After reading each line of the entries, give the number of lines that contain "NormalizedResult" and nothing else.

---------- Data to process

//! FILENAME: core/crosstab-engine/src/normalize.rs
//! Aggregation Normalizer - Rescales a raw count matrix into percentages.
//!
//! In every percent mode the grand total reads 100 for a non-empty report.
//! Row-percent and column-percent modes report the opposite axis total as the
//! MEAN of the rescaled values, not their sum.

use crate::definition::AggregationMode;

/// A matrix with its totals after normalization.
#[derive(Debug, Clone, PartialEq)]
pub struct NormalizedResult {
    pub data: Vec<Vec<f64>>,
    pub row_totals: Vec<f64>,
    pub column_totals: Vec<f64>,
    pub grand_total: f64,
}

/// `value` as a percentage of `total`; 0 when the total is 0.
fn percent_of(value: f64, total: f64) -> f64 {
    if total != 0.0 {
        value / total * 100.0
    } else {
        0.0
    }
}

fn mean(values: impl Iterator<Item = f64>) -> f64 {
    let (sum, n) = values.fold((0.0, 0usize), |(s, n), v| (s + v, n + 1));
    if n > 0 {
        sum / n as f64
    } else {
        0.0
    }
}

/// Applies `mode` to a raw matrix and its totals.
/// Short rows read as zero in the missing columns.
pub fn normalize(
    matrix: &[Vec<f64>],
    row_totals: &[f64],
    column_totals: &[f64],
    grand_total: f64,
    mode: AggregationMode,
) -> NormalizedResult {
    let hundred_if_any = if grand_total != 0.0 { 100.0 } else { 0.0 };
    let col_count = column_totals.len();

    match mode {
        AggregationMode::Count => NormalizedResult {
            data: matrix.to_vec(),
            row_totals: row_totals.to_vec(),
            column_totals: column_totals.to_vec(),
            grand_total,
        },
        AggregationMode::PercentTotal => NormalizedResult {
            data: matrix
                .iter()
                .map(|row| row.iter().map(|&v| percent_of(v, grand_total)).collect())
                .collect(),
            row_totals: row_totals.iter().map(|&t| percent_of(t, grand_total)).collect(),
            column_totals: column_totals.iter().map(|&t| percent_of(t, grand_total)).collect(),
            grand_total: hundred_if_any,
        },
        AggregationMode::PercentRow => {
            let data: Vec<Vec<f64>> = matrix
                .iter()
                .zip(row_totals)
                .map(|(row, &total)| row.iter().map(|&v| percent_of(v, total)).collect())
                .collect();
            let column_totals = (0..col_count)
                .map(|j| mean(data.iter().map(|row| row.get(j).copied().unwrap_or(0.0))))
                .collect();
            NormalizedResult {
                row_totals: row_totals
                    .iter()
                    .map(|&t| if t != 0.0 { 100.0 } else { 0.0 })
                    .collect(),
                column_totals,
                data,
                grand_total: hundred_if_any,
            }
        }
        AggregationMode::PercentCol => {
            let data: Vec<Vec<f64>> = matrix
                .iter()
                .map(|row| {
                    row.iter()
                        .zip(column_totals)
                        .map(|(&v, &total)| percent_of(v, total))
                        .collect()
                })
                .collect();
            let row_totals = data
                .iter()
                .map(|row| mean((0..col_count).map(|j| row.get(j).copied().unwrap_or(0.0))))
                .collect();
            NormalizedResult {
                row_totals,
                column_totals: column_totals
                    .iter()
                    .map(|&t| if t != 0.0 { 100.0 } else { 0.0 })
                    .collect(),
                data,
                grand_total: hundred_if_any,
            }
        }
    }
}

--------------------

▶ [Response]: 6